Manipulating Html with HtmlAgilityToolkit does not modify DocumentNodeOuterHtml

Html Agility Pack is a real good library to manipulate Html with.NET code , I used it for years and it is really good. To modify HTML you have a real convenient API where you can choose nodes with XPath and then manipulate with Remove() AddChild() etc etc. One of the caveat of manipulating the Document is that usually a lot of people goes through this path.

  1. Load the document (from disk or in memory string)
  2. Manipulate nodes
  3. Get updated content from DocumentNode.OuterHtml property

This seems to be the correct path, because DocumentNode.OuterHtml is the property that contain the full html content of the page, but if you go through this path you will probably be surprised that modifying internal nodes, does not affect the OuterHtml property of the DocumentNode element. The problem arise from the fact that latest version of Html Agility Pack does heavy caching on that property and it gets updated only on specific conditions. This can lead to unexpected behavior, sometimes the OuterHtml property reflects the modification, in other situation it does not.
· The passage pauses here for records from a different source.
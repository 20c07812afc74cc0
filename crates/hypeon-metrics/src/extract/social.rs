//! Social-platform signals: TikTok engagement and Reddit discussion.
//!
//! TikTok and Reddit each feed two different metrics. Growth uses volume
//! (log-scaled total engagement, discussion saturation); engagement uses
//! per-item rates. The formulas are deliberately distinct — volume measures
//! reach, rate measures resonance.

use std::collections::BTreeMap;

use hypeon_core::{Dataset, NicheKey, Row};

use crate::extract::{grouped_mean, ColumnSpec};
use crate::normalize::{finite_or_zero, log_scaled, mean};
use crate::types::{Extraction, NicheScores};

const ENGAGEMENT_COLUMNS: &[&str] = &["views", "likes", "comments", "shares"];

/// Saturation midpoint for Reddit discussion volume: at 100 items the
/// sub-score is 0.5, approaching 1 asymptotically.
const DISCUSSION_MIDPOINT: f64 = 100.0;

const TIKTOK_VOLUME_SPEC: ColumnSpec = ColumnSpec {
    required: &[],
    any_of: ENGAGEMENT_COLUMNS,
};

const TIKTOK_RATE_SPEC: ColumnSpec = ColumnSpec {
    required: ENGAGEMENT_COLUMNS,
    any_of: &[],
};

const REDDIT_RATE_SPEC: ColumnSpec = ColumnSpec {
    required: &[],
    any_of: &["upvotes", "comments_count"],
};

/// Sum of views, likes, comments, and shares; absent cells contribute 0.
pub(crate) fn total_engagement(row: &Row) -> f64 {
    ENGAGEMENT_COLUMNS
        .iter()
        .filter_map(|column| row.number(column))
        .sum()
}

/// Largest per-row total engagement, when positive.
pub(crate) fn max_total_engagement(dataset: &Dataset) -> Option<f64> {
    let max = dataset
        .rows()
        .iter()
        .map(total_engagement)
        .fold(0.0_f64, f64::max);
    (max > 0.0).then_some(max)
}

/// TikTok engagement-volume sub-score (growth): per-row total engagement
/// log-scaled against the dataset maximum, averaged per niche. Range [0, 1].
#[must_use]
pub fn tiktok_engagement_volume(dataset: &Dataset) -> Extraction {
    if !TIKTOK_VOLUME_SPEC.usable(dataset, "tiktok_engagement_volume") {
        return Extraction::empty();
    }
    let Some(max) = max_total_engagement(dataset) else {
        return Extraction::empty();
    };

    grouped_mean(dataset, |row| Some(log_scaled(total_engagement(row), max)))
}

/// Reddit discussion-volume sub-score (growth): per-niche post + comment
/// count pushed through the saturation curve `v / (v + 100)`. Range [0, 1).
#[must_use]
pub fn reddit_discussion_volume(posts: &Dataset, comments: &Dataset) -> Extraction {
    let mut volumes: BTreeMap<NicheKey, f64> = BTreeMap::new();

    for dataset in [posts, comments] {
        for row in dataset.rows() {
            let niche = dataset.niche_of(row);
            if niche.is_empty() {
                continue;
            }
            *volumes.entry(niche).or_insert(0.0) += 1.0;
        }
    }

    let scores: NicheScores = volumes
        .into_iter()
        .filter(|(_, volume)| *volume > 0.0)
        .map(|(niche, volume)| (niche, volume / (volume + DISCUSSION_MIDPOINT)))
        .collect();

    Extraction {
        scores,
        skipped_rows: 0,
    }
}

/// Per-video engagement rate: interactions per view, 0 when the video has
/// no views or the division is not finite.
fn engagement_rate(row: &Row) -> f64 {
    let views = row.number("views").unwrap_or(0.0);
    if views <= 0.0 {
        return 0.0;
    }
    let interactions = row.number("likes").unwrap_or(0.0)
        + row.number("comments").unwrap_or(0.0)
        + row.number("shares").unwrap_or(0.0);
    finite_or_zero(interactions / views)
}

/// TikTok engagement-rate sub-score: per-video rate averaged first per
/// video (when a `video_id` column exists) and then per niche.
#[must_use]
pub fn tiktok_engagement_rate(dataset: &Dataset) -> Extraction {
    if !TIKTOK_RATE_SPEC.usable(dataset, "tiktok_engagement_rate") {
        return Extraction::empty();
    }

    if !dataset.has_column("video_id") {
        return grouped_mean(dataset, |row| Some(engagement_rate(row)));
    }

    // Two-stage average: rows belonging to the same video collapse into one
    // sample so multi-row videos cannot dominate their niche.
    let mut per_video: BTreeMap<(NicheKey, String), Vec<f64>> = BTreeMap::new();
    for (index, row) in dataset.rows().iter().enumerate() {
        let niche = dataset.niche_of(row);
        if niche.is_empty() {
            continue;
        }
        let video = row
            .identifier("video_id")
            .unwrap_or_else(|| format!("row-{index}"));
        per_video
            .entry((niche, video))
            .or_default()
            .push(engagement_rate(row));
    }

    let mut per_niche: BTreeMap<NicheKey, Vec<f64>> = BTreeMap::new();
    for ((niche, _), rates) in per_video {
        per_niche.entry(niche).or_default().push(mean(&rates));
    }

    let scores: NicheScores = per_niche
        .into_iter()
        .map(|(niche, video_means)| (niche, mean(&video_means)))
        .collect();

    Extraction {
        scores,
        skipped_rows: 0,
    }
}

/// Reddit engagement-rate sub-score: `(upvotes + comments) / (comments + 1)`
/// per post, averaged per niche.
#[must_use]
pub fn reddit_engagement_rate(posts: &Dataset) -> Extraction {
    if !REDDIT_RATE_SPEC.usable(posts, "reddit_engagement_rate") {
        return Extraction::empty();
    }

    grouped_mean(posts, |row| {
        let upvotes = row.number("upvotes").unwrap_or(0.0);
        let comments = row.number("comments_count").unwrap_or(0.0);
        Some(finite_or_zero((upvotes + comments) / (comments + 1.0)))
    })
}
The annoying stuff is that if you play the code inside the debugger with a lot of variables in Wacth, probably you will find that the property is updated, but when you run the program outside the debugger the behavior is different.

This is done to the fact that OuterHtml property is not meant to be used that way, when you modify content of a document with Html Agility Pack you need to get the updated content with the method Save , that permits you to save updated content in a file, or in a memory stream to recreate a string in memory if you need to.

Gian Maria.